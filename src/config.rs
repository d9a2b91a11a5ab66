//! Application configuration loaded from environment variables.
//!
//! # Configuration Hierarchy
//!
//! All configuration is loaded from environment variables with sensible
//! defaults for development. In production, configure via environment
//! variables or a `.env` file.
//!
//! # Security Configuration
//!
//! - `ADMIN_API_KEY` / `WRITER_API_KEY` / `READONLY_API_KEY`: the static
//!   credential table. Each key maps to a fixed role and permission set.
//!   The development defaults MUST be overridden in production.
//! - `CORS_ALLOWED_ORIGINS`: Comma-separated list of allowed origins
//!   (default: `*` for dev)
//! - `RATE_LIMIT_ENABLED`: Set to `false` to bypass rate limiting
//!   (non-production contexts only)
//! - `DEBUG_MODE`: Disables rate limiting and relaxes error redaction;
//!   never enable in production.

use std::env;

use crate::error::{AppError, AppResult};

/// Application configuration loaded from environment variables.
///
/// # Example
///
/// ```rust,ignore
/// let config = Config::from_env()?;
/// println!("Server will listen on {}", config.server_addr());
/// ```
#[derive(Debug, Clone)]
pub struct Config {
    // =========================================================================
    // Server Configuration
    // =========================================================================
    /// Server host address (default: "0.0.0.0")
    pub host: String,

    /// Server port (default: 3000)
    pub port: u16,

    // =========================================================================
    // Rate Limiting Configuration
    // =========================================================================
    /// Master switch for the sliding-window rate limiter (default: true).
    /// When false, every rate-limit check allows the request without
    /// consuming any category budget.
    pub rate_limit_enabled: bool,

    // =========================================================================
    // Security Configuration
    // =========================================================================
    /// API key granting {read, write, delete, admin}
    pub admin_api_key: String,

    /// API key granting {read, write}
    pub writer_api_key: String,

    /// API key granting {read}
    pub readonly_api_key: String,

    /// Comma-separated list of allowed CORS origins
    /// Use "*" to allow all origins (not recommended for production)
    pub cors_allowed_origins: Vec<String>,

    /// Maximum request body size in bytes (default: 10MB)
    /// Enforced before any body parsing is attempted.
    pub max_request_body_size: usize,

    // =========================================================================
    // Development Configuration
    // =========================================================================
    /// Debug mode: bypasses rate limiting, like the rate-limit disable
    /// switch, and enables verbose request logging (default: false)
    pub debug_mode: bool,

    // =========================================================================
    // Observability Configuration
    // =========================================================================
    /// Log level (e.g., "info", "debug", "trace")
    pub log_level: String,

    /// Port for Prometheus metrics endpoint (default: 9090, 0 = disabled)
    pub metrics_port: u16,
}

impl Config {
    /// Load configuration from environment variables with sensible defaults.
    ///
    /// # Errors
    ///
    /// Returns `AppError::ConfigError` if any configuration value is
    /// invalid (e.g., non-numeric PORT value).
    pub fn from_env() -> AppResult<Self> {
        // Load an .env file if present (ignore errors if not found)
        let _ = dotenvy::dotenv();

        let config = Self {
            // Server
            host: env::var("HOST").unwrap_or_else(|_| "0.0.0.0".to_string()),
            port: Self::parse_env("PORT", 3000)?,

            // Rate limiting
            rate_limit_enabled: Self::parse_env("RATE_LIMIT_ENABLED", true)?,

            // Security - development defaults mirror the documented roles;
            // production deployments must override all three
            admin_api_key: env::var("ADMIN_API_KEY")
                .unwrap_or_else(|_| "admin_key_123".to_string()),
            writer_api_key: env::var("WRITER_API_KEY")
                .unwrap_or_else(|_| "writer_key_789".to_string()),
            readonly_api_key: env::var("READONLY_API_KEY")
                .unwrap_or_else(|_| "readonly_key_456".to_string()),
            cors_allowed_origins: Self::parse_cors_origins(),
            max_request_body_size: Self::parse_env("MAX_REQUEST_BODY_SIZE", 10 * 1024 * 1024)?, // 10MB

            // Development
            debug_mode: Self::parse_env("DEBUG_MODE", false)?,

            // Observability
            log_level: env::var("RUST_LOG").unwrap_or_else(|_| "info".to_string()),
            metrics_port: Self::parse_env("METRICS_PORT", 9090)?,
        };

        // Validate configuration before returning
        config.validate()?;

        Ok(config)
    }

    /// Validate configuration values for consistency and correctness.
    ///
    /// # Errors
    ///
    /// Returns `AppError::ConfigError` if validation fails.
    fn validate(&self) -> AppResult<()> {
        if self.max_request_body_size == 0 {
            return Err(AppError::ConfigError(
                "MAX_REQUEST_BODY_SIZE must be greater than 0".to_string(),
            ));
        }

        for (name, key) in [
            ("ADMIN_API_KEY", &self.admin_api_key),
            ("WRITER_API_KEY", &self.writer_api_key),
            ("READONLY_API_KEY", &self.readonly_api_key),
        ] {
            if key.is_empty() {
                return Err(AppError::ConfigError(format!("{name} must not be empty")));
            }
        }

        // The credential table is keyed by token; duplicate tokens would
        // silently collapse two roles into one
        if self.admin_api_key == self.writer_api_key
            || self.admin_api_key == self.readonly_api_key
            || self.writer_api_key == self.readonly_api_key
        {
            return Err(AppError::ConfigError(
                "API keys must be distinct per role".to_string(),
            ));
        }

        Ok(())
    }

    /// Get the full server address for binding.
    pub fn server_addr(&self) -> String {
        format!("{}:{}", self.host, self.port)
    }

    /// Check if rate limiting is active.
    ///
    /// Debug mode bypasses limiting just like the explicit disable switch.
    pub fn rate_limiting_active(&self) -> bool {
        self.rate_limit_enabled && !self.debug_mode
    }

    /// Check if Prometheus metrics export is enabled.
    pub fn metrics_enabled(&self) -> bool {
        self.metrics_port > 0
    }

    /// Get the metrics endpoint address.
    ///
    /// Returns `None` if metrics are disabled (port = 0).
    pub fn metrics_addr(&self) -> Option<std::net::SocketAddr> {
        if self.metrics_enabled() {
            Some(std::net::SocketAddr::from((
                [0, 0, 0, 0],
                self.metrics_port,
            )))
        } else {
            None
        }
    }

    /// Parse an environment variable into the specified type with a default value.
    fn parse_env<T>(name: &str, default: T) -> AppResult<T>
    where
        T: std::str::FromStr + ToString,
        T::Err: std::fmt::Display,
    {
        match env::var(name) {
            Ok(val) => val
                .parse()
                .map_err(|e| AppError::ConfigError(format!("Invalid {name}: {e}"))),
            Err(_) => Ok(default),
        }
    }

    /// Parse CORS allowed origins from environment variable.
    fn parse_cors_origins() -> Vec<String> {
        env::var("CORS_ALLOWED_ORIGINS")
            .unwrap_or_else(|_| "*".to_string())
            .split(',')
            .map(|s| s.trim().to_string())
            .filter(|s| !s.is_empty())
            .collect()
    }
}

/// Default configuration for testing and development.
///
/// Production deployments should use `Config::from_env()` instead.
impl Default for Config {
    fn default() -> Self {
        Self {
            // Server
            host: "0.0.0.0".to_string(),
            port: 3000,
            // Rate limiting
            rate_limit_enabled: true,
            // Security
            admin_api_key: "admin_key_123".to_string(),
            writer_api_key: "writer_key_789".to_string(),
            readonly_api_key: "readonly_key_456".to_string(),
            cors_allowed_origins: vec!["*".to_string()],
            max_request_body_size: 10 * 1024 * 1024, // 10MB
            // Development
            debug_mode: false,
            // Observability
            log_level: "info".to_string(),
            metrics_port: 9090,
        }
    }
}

--

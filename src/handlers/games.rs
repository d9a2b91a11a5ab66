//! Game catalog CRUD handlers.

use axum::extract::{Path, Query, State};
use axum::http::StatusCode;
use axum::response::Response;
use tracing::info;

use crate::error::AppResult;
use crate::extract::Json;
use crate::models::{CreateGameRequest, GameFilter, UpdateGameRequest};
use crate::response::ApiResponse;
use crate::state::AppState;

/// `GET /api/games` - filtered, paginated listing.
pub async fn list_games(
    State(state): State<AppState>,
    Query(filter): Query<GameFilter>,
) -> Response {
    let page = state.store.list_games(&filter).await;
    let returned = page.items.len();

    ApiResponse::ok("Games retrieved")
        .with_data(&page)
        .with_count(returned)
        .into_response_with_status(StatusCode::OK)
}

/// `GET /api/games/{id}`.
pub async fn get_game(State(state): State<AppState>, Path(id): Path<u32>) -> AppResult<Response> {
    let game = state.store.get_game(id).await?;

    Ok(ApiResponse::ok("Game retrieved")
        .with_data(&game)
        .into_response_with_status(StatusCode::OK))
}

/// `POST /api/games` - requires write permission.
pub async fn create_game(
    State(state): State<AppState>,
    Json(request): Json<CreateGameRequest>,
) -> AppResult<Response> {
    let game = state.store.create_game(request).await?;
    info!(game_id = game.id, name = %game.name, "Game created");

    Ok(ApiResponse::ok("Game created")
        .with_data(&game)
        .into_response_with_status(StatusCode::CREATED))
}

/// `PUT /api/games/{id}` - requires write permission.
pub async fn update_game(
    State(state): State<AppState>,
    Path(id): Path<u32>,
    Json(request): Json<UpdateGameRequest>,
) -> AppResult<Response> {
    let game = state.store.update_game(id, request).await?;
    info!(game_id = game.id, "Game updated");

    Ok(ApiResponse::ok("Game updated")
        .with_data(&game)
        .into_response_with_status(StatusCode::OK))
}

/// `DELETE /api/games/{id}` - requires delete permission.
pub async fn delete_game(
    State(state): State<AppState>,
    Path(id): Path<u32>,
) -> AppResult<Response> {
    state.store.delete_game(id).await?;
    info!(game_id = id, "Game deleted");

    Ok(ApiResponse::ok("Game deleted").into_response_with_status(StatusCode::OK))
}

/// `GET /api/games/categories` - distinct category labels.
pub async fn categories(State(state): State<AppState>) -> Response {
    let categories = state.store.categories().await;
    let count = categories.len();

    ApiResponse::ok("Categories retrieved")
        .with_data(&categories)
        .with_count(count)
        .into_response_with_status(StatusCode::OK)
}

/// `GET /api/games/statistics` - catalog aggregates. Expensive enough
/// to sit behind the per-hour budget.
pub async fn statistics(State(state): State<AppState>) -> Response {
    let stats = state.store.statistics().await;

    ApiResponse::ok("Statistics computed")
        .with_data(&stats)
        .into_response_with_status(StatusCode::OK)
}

Problem to work on
Wherever the string "true" appears in the entries above, list that line.

Answer space
    /// Master switch for the sliding-window rate limiter (default: true).
            rate_limit_enabled: Self::parse_env("RATE_LIMIT_ENABLED", true)?,
            rate_limit_enabled: true,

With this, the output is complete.